BEGIN Record set

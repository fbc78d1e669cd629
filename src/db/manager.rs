use futures::future::BoxFuture;
use futures::FutureExt;
use std::panic::AssertUnwindSafe;
use std::sync::Arc;
use tokio::sync::RwLock;
use crate::config::DatabaseConfig;
use crate::db::engine::{Engine, Mode, PoolStatus};
use crate::db::session::Session;
use crate::error::{DbError, DbResult};

/// Outcome of a liveness probe against the database.
#[derive(Debug, Clone, PartialEq, Eq)]
pub struct HealthStatus {
    pub healthy: bool,
    pub message: String,
}

impl HealthStatus {
    pub fn healthy() -> Self {
        Self { healthy: true, message: "healthy".to_string() }
    }

    pub fn unhealthy(message: impl Into<String>) -> Self {
        Self { healthy: false, message: message.into() }
    }
}

/// Owns the database engine and hands out transactional sessions.
///
/// Construct one per process and share it as `Arc<SessionManager>`. The engine is
/// built on first use (or by [`SessionManager::initialize`]) and torn down by
/// [`SessionManager::close`]; a closed manager rebuilds the engine from the same
/// configuration the next time a session is requested.
pub struct SessionManager {
    config: DatabaseConfig,
    mode: Mode,
    engine: RwLock<Option<Arc<Engine>>>,
}

impl SessionManager {
    pub fn new(config: DatabaseConfig) -> Self {
        Self::with_mode(config, Mode::Async)
    }

    pub(crate) fn with_mode(config: DatabaseConfig, mode: Mode) -> Self {
        Self {
            config,
            mode,
            engine: RwLock::new(None),
        }
    }

    pub fn config(&self) -> &DatabaseConfig {
        &self.config
    }

    /// Build the engine if it does not exist yet. Later calls are no-ops.
    pub async fn initialize(&self) -> DbResult<()> {
        self.engine().await.map(|_| ())
    }

    pub async fn is_initialized(&self) -> bool {
        self.engine.read().await.is_some()
    }

    /// Current engine, building it under the write lock if absent so racing
    /// first users end up sharing a single pool.
    async fn engine(&self) -> DbResult<Arc<Engine>> {
        if let Some(engine) = self.engine.read().await.as_ref() {
            return Ok(engine.clone());
        }

        let mut slot = self.engine.write().await;
        if let Some(engine) = slot.as_ref() {
            return Ok(engine.clone());
        }

        let engine = Arc::new(Engine::build(&self.config, self.mode)?);
        *slot = Some(engine.clone());
        Ok(engine)
    }

    /// Open a session on its own pooled connection, initializing the engine first
    /// if needed. Waits at most `pool_timeout` for a free connection.
    pub async fn acquire_session(&self) -> DbResult<Session> {
        let engine = self.engine().await?;
        Session::begin(engine.pool()).await
    }

    /// Run `f` inside a session: commit when it returns `Ok`, roll back and
    /// return its error otherwise. If the returned future is dropped before it
    /// completes, the session is dropped with it and rolls back.
    ///
    /// ```ignore
    /// let id: i64 = manager
    ///     .scope(|session| Box::pin(async move {
    ///         let row: (i64,) = sqlx::query_as("INSERT INTO notes (body) VALUES ('x') RETURNING id")
    ///             .fetch_one(&mut **session)
    ///             .await
    ///             .map_err(DbError::from)?;
    ///         Ok::<_, DbError>(row.0)
    ///     }))
    ///     .await?;
    /// ```
    pub async fn scope<F, T, E>(&self, f: F) -> Result<T, E>
    where
        F: for<'s> FnOnce(&'s mut Session) -> BoxFuture<'s, Result<T, E>>,
        E: From<DbError>,
    {
        let mut session = self.acquire_session().await?;
        match f(&mut session).await {
            Ok(value) => {
                session.commit().await?;
                Ok(value)
            }
            Err(err) => {
                let id = session.id();
                if let Err(rollback_err) = session.rollback().await {
                    tracing::warn!(session = %id, "Rollback failed: {}", rollback_err);
                }
                Err(err)
            }
        }
    }

    /// Dispose the engine. No-op when nothing is initialized.
    ///
    /// Waits for checked-out sessions to be released, so do not call it while
    /// holding a session on the same task.
    pub async fn close(&self) {
        let engine = self.engine.write().await.take();
        if let Some(engine) = engine {
            engine.dispose().await;
        }
    }

    /// Round-trip `SELECT 1`. Every failure, including a panic inside the driver,
    /// is reported as an unhealthy status rather than propagated.
    pub async fn health_check(&self) -> HealthStatus {
        match AssertUnwindSafe(self.ping()).catch_unwind().await {
            Ok(Ok(())) => HealthStatus::healthy(),
            Ok(Err(e)) => {
                tracing::warn!("Database health check failed: {}", e);
                HealthStatus::unhealthy(e.to_string())
            }
            Err(_) => {
                tracing::error!("Database health check panicked");
                HealthStatus::unhealthy("health check panicked")
            }
        }
    }

    async fn ping(&self) -> DbResult<()> {
        let mut session = self.acquire_session().await?;
        session.fetch_one("SELECT 1").await?;
        session.rollback().await
    }

    /// `None` when the engine has not been built.
    pub async fn pool_status(&self) -> Option<PoolStatus> {
        self.engine.read().await.as_ref().map(|engine| engine.status())
    }
}

impl std::fmt::Debug for SessionManager {
    fn fmt(&self, f: &mut std::fmt::Formatter<'_>) -> std::fmt::Result {
        f.debug_struct("SessionManager")
            .field("mode", &self.mode)
            .finish_non_exhaustive()
    }
}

END Record set

◆ How to complete this task:
Using the records above, copy all lines that include the word "sessions".

◆ Solution to the exercise:
/// Owns the database engine and hands out transactional sessions.
    /// Waits for checked-out sessions to be released, so do not call it while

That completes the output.